* [EXERCISE REQUIREMENTS] Once every line below has been checked for "could", give only the number of lines that have it.

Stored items
//! Error taxonomy of the data layer.
//!
//! Caller mistakes (bad definitions, missing fields, unknown indexes) are
//! detected before any store call and reported as validation errors;
//! store failures are passed through so callers can decide whether to retry.

use dynaquery_model::StoreError;

use crate::expression::ExpressionError;
use crate::pagination::CursorError;

/// Errors returned by the pagination engine and the repository.
#[derive(Debug, thiserror::Error)]
pub enum DataError {
    /// The query definition could not be compiled.
    #[error(transparent)]
    Expression(#[from] ExpressionError),

    /// Input failed a structural check.
    #[error("{message}")]
    Validation {
        /// Human-readable reason.
        message: String,
    },

    /// A field listed as required is absent.
    #[error("Required field NOT defined: {field}")]
    RequiredField {
        /// The missing field.
        field: String,
    },

    /// The record an operation needs does not exist.
    #[error("{message}")]
    NotFound {
        /// Human-readable reason.
        message: String,
    },

    /// A secondary-index query does not match the declared indexes.
    #[error("{message}")]
    IndexMisconfigured {
        /// Human-readable reason.
        message: String,
    },

    /// A cursor token could not be decoded and lenient decoding is off.
    #[error("Invalid cursor: {0}")]
    InvalidCursor(#[from] CursorError),

    /// The schema validator rejected a record.
    #[error("{message}")]
    Schema {
        /// Summary.
        message: String,
        /// One entry per violation.
        details: Vec<String>,
    },

    /// The store call failed.
    #[error(transparent)]
    Store(#[from] StoreError),
}

impl DataError {
    /// Creates a [`DataError::Validation`].
    pub fn validation(message: impl Into<String>) -> Self {
        Self::Validation {
            message: message.into(),
        }
    }

    /// Creates a [`DataError::NotFound`].
    pub fn not_found(message: impl Into<String>) -> Self {
        Self::NotFound {
            message: message.into(),
        }
    }

    /// Creates a [`DataError::IndexMisconfigured`].
    pub fn index(message: impl Into<String>) -> Self {
        Self::IndexMisconfigured {
            message: message.into(),
        }
    }

    /// Returns `true` for caller errors that retrying cannot fix.
    #[must_use]
    pub fn is_validation(&self) -> bool {
        !matches!(self, Self::Store(_) | Self::NotFound { .. })
    }

    /// Returns `true` for transient store failures worth retrying.
    #[must_use]
    pub fn is_retryable(&self) -> bool {
        matches!(self, Self::Store(err) if err.is_retryable())
    }
}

* [WRITTEN SOLUTION] 2